Unless I’m missing something, that is actually incorrect. async's body starts executing immediately by default (see the docs).


#14

I haven’t profiled it, but my guess is that the overhead is caused by scheduling so many tasks and moving data between threads in shared memory. So the advice to parallelize based on files or big chunks, as opposed to based on lines, sounds reasonable. Still, it would be interesting to compare the overhead of parallelizing based on lines with coroutines to a similar approach without coroutines.


#15

Indeed, but the problem is that the sequence element containing async call is executed when it is called, not when it is declared. This could cause some bizarre order-of-execution problems.

Basically, it is easy to check just by looking at processor load. Deadlock would mean near zero load.


#16

Are you referring to this code?

    val ms5 = measureTimeMillis {
        var total = 0
        var listOfAsync = file.inputStream()
                .bufferedReader()
                .lineSequence()
                .map { line->
                    async {
                        val (ngram, _year, match_count, _, _) = line.toLowerCase().split("\t")
                         match_count.toInt()
                    }
                }.toList() // to start all the asyncs.  Maybe this slows it down?
        println("Asyncs started")
        runBlocking {
            listOfAsync.forEach {
                total += it.await()
            }
        }
        println(total)
    }
    println("lineSequence and async parse ms: $ms5")

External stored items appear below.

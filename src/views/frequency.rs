use super::{ChartKind, ChartSpec, View, resolve};
use crate::dataset::{ColumnKind, Dataset, Table, Value};
use crate::error::DerivationError;
use crate::profiler::DatasetProfile;
use std::collections::HashMap;

pub const COUNT_HEADER: &str = "Count";

/// Value counts of a categorical column, top `limit` by count.
///
/// Counting is done once here; the pie chart reads its shares from the
/// `Count` column, never from the source column.
pub fn derive(
    dataset: &Dataset,
    profile: &DatasetProfile,
    column: &str,
    limit: usize,
) -> Result<View, DerivationError> {
    let col = resolve(dataset, profile, column, &[ColumnKind::Categorical], "categorical")?;

    let mut counts: Vec<(String, usize)> = Vec::new();
    let mut index: HashMap<String, usize> = HashMap::new();
    for value in col.values().iter().flatten() {
        let label = value.to_string();
        match index.get(&label) {
            Some(&i) => {
                if let Some(entry) = counts.get_mut(i) {
                    entry.1 += 1;
                }
            }
            None => {
                index.insert(label.clone(), counts.len());
                counts.push((label, 1));
            }
        }
    }

    if counts.is_empty() {
        return Err(DerivationError::insufficient(format!(
            "column '{column}' has no values"
        )));
    }

    // stable sort: equal counts stay in first-seen order
    counts.sort_by(|a, b| b.1.cmp(&a.1));
    counts.truncate(limit);

    let mut table = Table::new(vec![column.to_owned(), COUNT_HEADER.to_owned()]);
    for (label, n) in counts {
        table.push_row(vec![Some(Value::Text(label)), Some(Value::Number(n as f64))]);
    }

    Ok(View {
        name: String::new(),
        table,
        chart: Some(ChartSpec::new(
            ChartKind::Pie,
            format!("Top {column} values"),
            column,
            COUNT_HEADER,
        )),
        dropped_rows: col.missing_count(),
    })
}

All asyncs in the given code start executing when toList() is called. I don’t see any possible way it can deadlock.


#17

It could, one needs to remember, that lines produced are not really sequential, they come from different files. One cant’t read a line from file before reading a previous line. So one thread one line from a file, and another one reads next line from the same file. The second thread is blocked until first one completes. It could cause a deadlock and even if it does, it does not save time really, since you still need to wait for all lines to be read in the single thread.


#18

Again, disagreed. async here only starts executing when the corresponding line has already been read. It does not block waiting for its line.


#19

What happens is toList reads a line, then feeds it to async, which starts executing asynchronously, while toList reads another line, feeds it to the next async, etc. So while reading the file is sequential, per-line work is parallel. And I still can’t see any opportunity for deadlock.


#20

Maybe you are right. Lines are being read outside the async call, so it probably should not call dead lock.

Creating a coroutine context for each line could use tremendous amount of memory and processor time.